Part of: Advance Fee Scams
Last reviewed: 1 June 2026
Advance-fee fraud — in which victims are promised a large sum contingent on paying a series of small processing fees — has adapted seamlessly to mobile money in Bangladesh. bKash is used because it is ubiquitous, instant, and because fraudsters can operate with only a SIM card and a smartphone, lowering the barriers to entry dramatically.
Victims are typically contacted by SMS, Facebook Messenger, or email, claiming they have won a lottery, inherited property from a distant relative, or are entitled to a government or NGO grant. Each fee payment is framed as the last one required before the larger sum is released.
How this scam works on bKash
The victim receives a message explaining that a substantial sum — [amount] taka, a foreign remittance, or a prize — is held on their behalf and requires only a small bKash transfer to cover documentation, customs, or banking fees. After the first payment, a new fee emerges: a government clearance charge, a legal processing fee, or a foreign exchange conversion cost.

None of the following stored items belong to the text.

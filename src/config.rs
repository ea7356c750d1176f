use std::{path::PathBuf, str::FromStr, time::Duration};
use thiserror::Error;

use crate::extraction::RetryPolicy;

#[derive(Debug, Error, PartialEq)]
pub enum ConfigError {
    #[error("{0} must be set")]
    Missing(&'static str),
    #[error("{key}={value:?} is invalid: {reason}")]
    Invalid { key: &'static str, value: String, reason: String },
}

#[derive(Debug, Clone)]
pub struct AppConfig {
    pub gemini_api_key: String,
    pub gemini_api_base: String,
    pub extraction_model: String,
    pub image_model: String,
    pub gemini_timeout: Duration,
    pub extraction_retry: RetryPolicy,
    pub generate_illustrations: bool,
    pub database_url: Option<String>,
    pub storage_dir: PathBuf,
    pub max_upload_bytes: usize,
    pub port: u16,
}

fn parsed<T>(lookup: &impl Fn(&str) -> Option<String>, key: &'static str, default: T) -> Result<T, ConfigError>
where
    T: FromStr,
    T::Err: std::fmt::Display,
{
    match lookup(key) {
        Some(value) => value.trim().parse().map_err(|e: T::Err| ConfigError::Invalid {
            key,
            value,
            reason: e.to_string(),
        }),
        None => Ok(default),
    }
}

impl AppConfig {
    pub fn from_env() -> Result<Self, ConfigError> {
        Self::from_lookup(|key| std::env::var(key).ok())
    }

    pub fn from_lookup(lookup: impl Fn(&str) -> Option<String>) -> Result<Self, ConfigError> {
        let gemini_api_key = lookup("GEMINI_API_KEY")
            .filter(|k| !k.trim().is_empty())
            .ok_or(ConfigError::Missing("GEMINI_API_KEY"))?;

        Ok(Self {
            gemini_api_key,
            gemini_api_base: lookup("GEMINI_API_BASE")
                .unwrap_or_else(|| "https://generativelanguage.googleapis.com/v1beta".to_string()),
            extraction_model: lookup("GEMINI_MODEL_NAME").unwrap_or_else(|| "gemini-2.5-flash".to_string()),
            image_model: lookup("GEMINI_IMAGE_MODEL_NAME").unwrap_or_else(|| "gemini-2.5-flash-image".to_string()),
            gemini_timeout: Duration::from_secs(parsed(&lookup, "GEMINI_TIMEOUT_SECS", 60u64)?),
            extraction_retry: RetryPolicy {
                max_retries: parsed(&lookup, "GEMINI_MAX_RETRIES", 0u32)?,
                delay: Duration::from_millis(parsed(&lookup, "GEMINI_RETRY_DELAY_MS", 1000u64)?),
            },
            generate_illustrations: parsed(&lookup, "GENERATE_ILLUSTRATIONS", false)?,
            database_url: lookup("DATABASE_URL").filter(|u| !u.trim().is_empty()),
            storage_dir: lookup("STORAGE_DIR").map(PathBuf::from).unwrap_or_else(|| PathBuf::from("./storage")),
            max_upload_bytes: parsed(&lookup, "MAX_UPLOAD_BYTES", 25 * 1024 * 1024usize)?,
            port: parsed(&lookup, "PORT", 3001u16)?,
        })
    }
}
//! Closed error surface for the Validate workflow (spec §10.1).

use camino::Utf8PathBuf;
use thiserror::Error;

#[derive(Debug, Error)]
pub enum ValidateError {
    #[error("run directory not found: {0}")]
    RunNotFound(Utf8PathBuf),

    #[error("send results not found at {0}; run send before validate")]
    SendResultsMissing(Utf8PathBuf),

    #[error("validation run was cancelled")]
    Cancelled,

    #[error("artifact I/O failed: {0}")]
    Artifact(#[from] dcmrelay_artifact::ArtifactError),

    #[error("archive REST client unavailable: {0}")]
    Rest(#[from] dcmrelay_rest::RestError),
}
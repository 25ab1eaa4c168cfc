//! Timestamp and run-identifier helpers (spec §4.1).
//!
//! Format strings are load-bearing: every CSV/JSON artifact on disk embeds
//! `now_br`/`now_iso` output verbatim, so changing them changes the wire
//! format of every artifact.

use chrono::Local;

/// ISO-8601-ish local timestamp with second precision, no timezone suffix.
/// Matches `datetime.now().strftime("%Y-%m-%dT%H:%M:%S")`.
#[must_use]
pub fn now_iso() -> String {
    Local::now().format("%Y-%m-%dT%H:%M:%S").to_string()
}

/// Brazilian-locale local timestamp (`dd/mm/YYYY HH:MM:SS`), the primary
/// human-facing timestamp written into most artifact rows.
#[must_use]
pub fn now_br() -> String {
    Local::now().format("%d/%m/%Y %H:%M:%S").to_string()
}

/// Both timestamp flavors sampled from a single instant, for rows that carry
/// both `timestamp_br` and `timestamp_iso` columns (they must not drift
/// relative to one another).
#[must_use]
pub fn now_dual_timestamp() -> (String, String) {
    let now = Local::now();
    (
        now.format("%d/%m/%Y %H:%M:%S").to_string(),
        now.format("%Y-%m-%dT%H:%M:%S").to_string(),
    )
}

/// Default run identifier when the operator doesn't supply one.
#[must_use]
pub fn now_run_id() -> String {
    Local::now().format("%d%m%Y_%H%M%S").to_string()
}

/// Human-readable ETA, `calculando` (lit. "computing") when unknown.
#[must_use]
pub fn format_eta(seconds: Option<f64>) -> String {
    let Some(seconds) = seconds.filter(|s| *s >= 0.0) else {
        return "calculando".to_string();
    };
    let total = seconds as i64;
    let h = total / 3600;
    let m = (total % 3600) / 60;
    let s = total % 60;
    if h > 0 {
        format!("{h:02}:{m:02}:{s:02}")
    } else {
        format!("{m:02}:{s:02}")
    }
}

/// Duration formatted to one decimal place, e.g. `"12.3s"`.
#[must_use]
pub fn format_duration_sec(seconds: f64) -> String {
    format!("{:.1}s", seconds.max(0.0))
}

/// Known toolkit-run suffixes a run id may already carry. Stripped before
/// re-deriving the current suffix so resuming with a different toolkit
/// doesn't stack suffixes (`_toolF_files_toolT`).
const KNOWN_RUN_SUFFIXES: &[&str] = &["_toolF_folders", "_toolF_files", "_toolT"];

/// Strip any already-present toolkit suffix from a run id.
#[must_use]
pub fn strip_known_run_suffixes(run_id: &str) -> String {
    let mut base = run_id.trim().to_string();
    if base.is_empty() {
        return base;
    }
    loop {
        let lower = base.to_lowercase();
        let mut stripped = false;
        for suffix in KNOWN_RUN_SUFFIXES {
            if lower.ends_with(&suffix.to_lowercase()) {
                base.truncate(base.len() - suffix.len());
                base = base.trim_end_matches('_').to_string();
                stripped = true;
                break;
            }
        }
        if !stripped {
            return base;
        }
    }
}

/// Derive the suffix for a given toolkit + ToolF send-mode combination
/// (spec §4.1): `_toolF_files`, `_toolF_folders`, or `_toolT`.
#[must_use]
pub fn toolkit_run_suffix(toolkit: dcmrelay_types::Toolkit, folder_mode: bool) -> &'static str {
    match (toolkit, folder_mode) {
        (dcmrelay_types::Toolkit::ToolF, true) => "_toolF_folders",
        (dcmrelay_types::Toolkit::ToolF, false) => "_toolF_files",
        (dcmrelay_types::Toolkit::ToolT, _) => "_toolT",
    }
}

/// Idempotently normalize a run id to carry exactly the suffix implied by
/// `toolkit`/`folder_mode`: strip any known suffix first, then reapply the
/// current one. Calling this twice on its own output is a no-op (spec §4.1
/// resume-equivalence invariant).
#[must_use]
pub fn normalize_run_id(raw: &str, toolkit: dcmrelay_types::Toolkit, folder_mode: bool) -> String {
    let base = strip_known_run_suffixes(raw);
    format!("{base}{}", toolkit_run_suffix(toolkit, folder_mode))
}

The perpetrator often impersonates a government official, bank representative, or NGO worker, using WhatsApp profile photos of real institutions and official-sounding language. The fraud can run for months, with victims paying many times before accepting the loss.
Common red flags
- Unsolicited SMS or message claiming you have won a prize or inherited money you were unaware of
- Any fee requirement before a promised large sum can be released
- Official-sounding sender using a personal bKash number rather than a verified institution
- Urgency framing: 'Your claim expires in [X] hours' or 'The funds will be returned if not claimed'
- Each payment unlocks the next fee rather than releasing the promised sum
- Request for identity documents in addition to money — used for identity theft
How to protect yourself
- No legitimate lottery, government scheme, or inheritance requires the beneficiary to pay fees in advance
- Verify any claim through the institution's official telephone number, not a number provided in the message
- Do not share your bKash PIN, NID number, or bank details with anyone requesting them by message
- Ask a trusted person — family member, teacher, or community leader — to review any such offer before acting
- If you have already paid, stop immediately — additional payments will not unlock any real funds
How to report it
- Call bKash customer care at 16247 to report the number and provide your transaction reference
- File a report with Bangladesh Police's Counter Terrorism and Transnational Crime (CTTC) unit
- Report the SMS or message to your telecom operator's spam reporting service
Frequently asked questions
What should I do if I have already paid multiple fees and the promised money has not arrived?
Stop all further payments immediately. Each additional payment funds the scammer and will not unlock any real sum. Document all transactions and report to bKash and law enforcement. Be especially cautious of 'recovery' agents who promise to retrieve your lost funds for a fee — these are almost always secondary scams targeting the same victims.